На лице подруги одновременно проступали испуг и восхищение, и когда она догадалась, к чему же клонит муж, одарила меня многозначительным взглядом, неприкрыто сообщающим: «Все путем, я прикрою, только расскажи все!».
– Антон Викторович, да вы что, она ж со мной была! Меня очередной парень бросил, вот я и попросила Аню встретиться. А на телефоне она звук выключила, чтобы меня не бесить. Я так виновата! Вы же знаете, какая она впечатлительная – мне уже все равно, а она до сих пор за меня переживает!
Антон нахмурился, сильнее углубив складку между бровями, но, похоже, поверил мастерски сыгранной роли. Расслабившись, он откинулся на спинку стула, одарив нас обезоруживающей улыбкой, которая всех так подкупала, и принялся болтать о новинках в ай-ти сфере, которые, разумеется, никого, кроме него, не интересовали. Мы с Маринкой смотрели друг на друга: она – с любопытством, я – с благодарностью.
Кое-что в словах подруги все же было правдой – я действительно была впечатлительной, и вечерний инцидент вместе с Иоганном и его странными историями никак не хотели выветриваться из головы, как бы я ни пыталась. Начало семестра не предполагало большого объема учебы, и погрузиться с головой в курсовые или расчетные работы не получилось; да и ученики еще не успели втянуться в задания и скорее стремились рассказать в подробностях, что нового приключилось в их юных жизнях за лето, чем подтягивать школьную программу, от которой они еще не успели отстать. А потому я то и дело мысленно возвращалась к странным событиям, которые упорно отказывалась называть мистическими, чего не скажешь о Маринке. Стоило мне вкратце поведать ей о вечере на пляже, как она тут же согласилась с Иоганном и ужасно захотела с ним встретиться, уверяя, что всегда видела во мне «чертовщинку».
Он велел просто подумать, а дальше этот то ли экстрасенс, то ли маньяк найдет меня сам. И вот я думала: думала на парах, думала за работой, думала вечером под скучный сериал в компании Антона, думала ночью, ворочаясь с боку на бок; утром, заваривая кофе, чтобы хоть как-то прийти в себя после классического кошмарного сна и нескольких бессонных часов после, тоже не переставала думать. Но он не появлялся. Ни в транспорте, ни около дома, ни возле института. Неужели заинтриговал и исчез? А я даже не знаю, где его искать. Остается только крутить головой по сторонам и вздрагивать, стоит краем глаза выцепить из толпы длинный плащ, высокую худую фигуру или длинные темные волосы. Но все эти черты вместе, в одном человеке, так и не являлись мне.
Очередной бесцветный вечер в бесцветном интерьере грозился стать одним из тысячи таких же. Антон откупорил третью бутылку пива, отвалившись в кресле и закинув ноги на пуфик. Второй час он упоенно смотрел подборку лучших голов его любимой команды, каждый раз взвизгивая при точном ударе, словно видел его впервые.
Я устроилась в кресле чуть поодаль, уткнувшись в телефон и рассеянно листая социальные сети, изводясь мыслями, куда же запропастился этот чертов гот.
– Тебе не интересно? – спросил Антон, поставив голы на паузу, чтобы совершить путешествие к холодильнику за четвертой бутылкой.

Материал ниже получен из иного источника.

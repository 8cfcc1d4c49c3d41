use std::time::Duration;

#[derive(Debug, thiserror::Error)]
pub enum Error {
    #[error("HTTP error: {0}")]
    Http(#[from] hyper::Error),
    #[error("Request error: {0}")]
    Request(#[from] hyper::http::Error),
    #[error("Connect error: {0}")]
    Connect(#[from] std::io::Error),
    #[error("JSON error: {0}")]
    Json(#[from] serde_json::Error),
    #[error("request timed out after {0:?}")]
    Timeout(Duration),
    /// Failure raised by a custom [`Transport`](crate::Transport).
    #[error("Transport error: {0}")]
    Transport(#[source] Box<dyn std::error::Error + Send + Sync>),
}

impl Error {
    /// Wraps an arbitrary transport failure.
    pub fn transport(err: impl std::error::Error + Send + Sync + 'static) -> Self {
        Self::Transport(Box::new(err))
    }
}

– Нет, – глухо отозвалась я, не поднимая глаз.
– А раньше ты смотрела со мной! – сокрушенно подметил он.
– Раньше я притворялась.
Ничего не ответив, он продефилировал мимо меня в растянутых шортах и грязной майке с пятнами от соуса. Всегда удивлялась, что при идеально «вылизанной» квартире, где даже шторы висели по госту, а карандаши на столе соблюдали выверенную до миллиметра симметрию, он умудрялся так выглядеть.
Стоило мужу покинуть комнату, экран телефона призывно загорелся. Неопределившийся номер, не нуждавшийся в определении, выдал следующее: «Соскучилась? Жду у подъезда!».
По телу пробежала возбужденная судорога, а губы сами растянулись в нескрываемой улыбке. Руки дрожали мелкой дрожью, с силой сжимая телефон; надо бы сменить пароль – не хватало, чтобы Антон обнаружил такое сообщение. Я сидела в кресле и тряслась – мне нужно, срочно нужно выйти к Иоганну, жизненно необходимо, но это обернется скандалом. Да разве это до сих пор меня волнует? Видимо, да. Как бы сильно ни было мое отвращение к человеку, делящему со мной жилплощадь, я почему-то не хотела делать ему больно. Несмотря на всю ту боль, моральную и физическую, что он ушатами каждый день выливал на мою голову, я боялась его обидеть.
Но и ответить «нет» на это сообщение я не могла. Черканув «подожди десять минут», я кинулась в соседнюю комнату к шкафу, нелепо перебирая дрожащими пальцами одежду, совершенно не соображая, куда и как надеть штаны.
– Куда-то собираешься? – в дверях застыл удивленный Антон с новой откупоренной бутылкой.
– Д-да, – с запинкой ответила я, судорожно придумывая правдоподобную ложь – мне бы Маринкин талант! Точно – Маринка!
Я набрала побольше воздуха в легкие, и, пытаясь не трястись от пугающе сладостного предвкушения, совершенно необъяснимого для меня самой, скороговоркой выпалила:
– Маринка опять в своих любовных терзаниях. Ждет меня внизу, пойду узнаю, что случилось.
– Задолбала твоя шалава со своими мужиками! – Антон шумно отхлебнул пиво. – Хрен с ней, зови сюда. Угощу ее вином.
– Нет, она не хочет подниматься, это слишком личное, чтобы обсуждать при тебе. Так что я спущусь. Думаю, мы быстро – ее просто нужно успокоить.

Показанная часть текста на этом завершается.